Reputation: 264
I am using Yake (Yet Another Keyword Extractor) to extract keywords from a dataframe. I want to extract only bigrams and trigrams, but Yake allows only to set a max ngram size and not a min size. How do you would remove them?
Example df.head(0):
Text: 'oui , yes , i mumbled , the linguistic transition now in limbo .'
Keywords: '[('oui', 0.04491197687864554), ('linguistic transition', 0.09700399286574239), ('mumbled', 0.15831692877998726)]'
I want to remove oui, mumbled and their scores from keywords column.
Thank you for your time!
Upvotes: 3
Views: 619
Reputation: 88
If your problem is that the keywords list contains some monograms, you can simply do a filter that ignores words without spaces and create a new list.

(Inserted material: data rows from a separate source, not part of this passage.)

//! Regions: the locations of the world graph.
//!
//! Regions hold units and structures in stable insertion order; region ids
//! ascend with creation order, and every pipeline loop iterates regions by
//! ascending id so turn resolution is deterministic.

use serde::{Deserialize, Serialize};

use crate::game::item::{Item, ItemStack};
use crate::game::unit::Unit;

/// A compass exit from a region.
#[derive(Debug, Clone, Copy, PartialEq, Eq, Hash, Serialize, Deserialize)]
pub enum Direction {
    North,
    East,
    South,
    West,
}

/// All directions, in exit-table order.
pub const ALL_DIRECTIONS: [Direction; 4] = [
    Direction::North,
    Direction::East,
    Direction::South,
    Direction::West,
];

impl Direction {
    pub const fn index(self) -> usize {
        match self {
            Direction::North => 0,
            Direction::East => 1,
            Direction::South => 2,
            Direction::West => 3,
        }
    }

    pub const fn keyword(self) -> &'static str {
        match self {
            Direction::North => "north",
            Direction::East => "east",
            Direction::South => "south",
            Direction::West => "west",
        }
    }

    /// Parses a direction from its keyword or single-letter shorthand.
    pub fn from_keyword(s: &str) -> Option<Direction> {
        match s.to_ascii_lowercase().as_str() {
            "north" | "n" => Some(Direction::North),
            "east" | "e" => Some(Direction::East),
            "south" | "s" => Some(Direction::South),
            "west" | "w" => Some(Direction::West),
            _ => None,
        }
    }
}

#[derive(Debug, Clone, Copy, PartialEq, Eq, Serialize, Deserialize)]
pub enum Terrain {
    Plain,
    Forest,
    Mountain,
    Swamp,
    Ocean,
}

impl Terrain {
    pub const fn name(self) -> &'static str {
        match self {
            Terrain::Plain => "plain",
            Terrain::Forest => "forest",
            Terrain::Mountain => "mountain",
            Terrain::Swamp => "swamp",
            Terrain::Ocean => "ocean",
        }
    }

    /// The item this terrain yields to `produce` orders.
    pub const fn resource(self) -> Option<Item> {
        match self {
            Terrain::Plain => Some(Item::Grain),
            Terrain::Forest => Some(Item::Wood),
            Terrain::Mountain => Some(Item::Iron),
            Terrain::Swamp => None,
            Terrain::Ocean => None,
        }
    }
}

/// What a structure is; ships can put to sea, buildings cannot.
#[derive(Debug, Clone, Copy, PartialEq, Eq, Serialize, Deserialize)]
pub enum StructureKind {
    Tower,
    Hall,
    Ship,
}

impl StructureKind {
    pub const fn is_ship(self) -> bool {
        matches!(self, StructureKind::Ship)
    }

    pub const fn name(self) -> &'static str {
        match self {
            StructureKind::Tower => "tower",
            StructureKind::Hall => "hall",
            StructureKind::Ship => "ship",
        }
    }
}

/// A building or ship inside a region.
#[derive(Debug, Clone, PartialEq, Serialize, Deserialize)]
pub struct Structure {
    pub id: u32,
    pub name: String,
    pub kind: StructureKind,
    /// Unit number of the current owner, if any.
    pub owner: Option<u32>,
}

/// One line of a region's market.
#[derive(Debug, Clone, Copy, PartialEq, Eq, Serialize, Deserialize)]
pub struct MarketItem {
    pub item: Item,
    pub price: i64,
    /// Stock available to buy this turn.
    pub amount: i64,
}

/// A location in the world graph.
#[derive(Debug, Clone, PartialEq, Serialize, Deserialize)]
pub struct Region {
    pub id: u32,
    pub name: String,
    pub terrain: Terrain,
    /// Neighboring region ids, indexed by [`Direction::index`].
    pub exits: [Option<u32>; 4],
    /// Taxable wealth in silver.
    pub wealth: i64,
    /// Monthly wage for `work` orders, per man.
    pub wages: i64,
    pub market: Vec<MarketItem>,
    /// Faction whose units guard this region, if any.
    pub guard_faction: Option<u32>,
    pub structures: Vec<Structure>,
    pub units: Vec<Unit>,
}

impl Region {
    pub fn new(id: u32, name: impl Into<String>, terrain: Terrain) -> Region {
        Region {
            id,
            name: name.into(),
            terrain,
            exits: [None; 4],
            wealth: 0,
            wages: 10,
            market: Vec::new(),
            guard_faction: None,
            structures: Vec::new(),
            units: Vec::new(),
        }
    }

    pub fn is_ocean(&self) -> bool {
        self.terrain == Terrain::Ocean
    }

    pub fn exit(&self, dir: Direction) -> Option<u32> {
        self.exits[dir.index()]
    }

    pub fn unit(&self, num: u32) -> Option<&Unit> {
        self.units.iter().find(|u| u.num == num)
    }

    pub fn unit_mut(&mut self, num: u32) -> Option<&mut Unit> {
        self.units.iter_mut().find(|u| u.num == num)
    }

    /// Detaches a unit from the region, preserving the order of the rest.
    pub fn take_unit(&mut self, num: u32) -> Option<Unit> {
        let idx = self.units.iter().position(|u| u.num == num)?;
        Some(self.units.remove(idx))
    }

    pub fn structure(&self, id: u32) -> Option<&Structure> {
        self.structures.iter().find(|s| s.id == id)
    }

    pub fn structure_mut(&mut self, id: u32) -> Option<&mut Structure> {
        self.structures.iter_mut().find(|s| s.id == id)
    }

    /// Men aboard or inside a structure.
    pub fn structure_men(&self, id: u32) -> i64 {
        self.units
            .iter()
            .filter(|u| u.structure == Some(id))
            .map(|u| u.men)
            .sum()
    }

    pub fn market_line(&self, item: Item) -> Option<&MarketItem> {
        self.market.iter().find(|m| m.item == item)
    }

    pub fn market_line_mut(&mut self, item: Item) -> Option<&mut MarketItem> {
        self.market.iter_mut().find(|m| m.item == item)
    }

    /// Stock an item for sale, merging with an existing market line.
    pub fn stock_market(&mut self, item: Item, amount: i64) {
        match self.market_line_mut(item) {
            Some(line) => line.amount += amount,
            None => self.market.push(MarketItem {
                item,
                price: item.base_price(),
                amount,
            }),
        }
    }
}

I'll give you an example:
keywords_without_unigrams = []
for kw in keywords:
if(' ' in kw[0]):
keywords_without_unigrams.append(kw)
for kw in keywords_without_unigrams:
print(kw)
Upvotes: 3
Reputation: 104
If you need the handle the mono-gram case from Yake just pass the output through a filter that adds the n-grams to the result list only if there is a space in the first element of that tuple or if the str.split() of that element results in more than 1 sub-element. If you're using a function and applying it to the dataframe, include this step in that function.
Upvotes: 1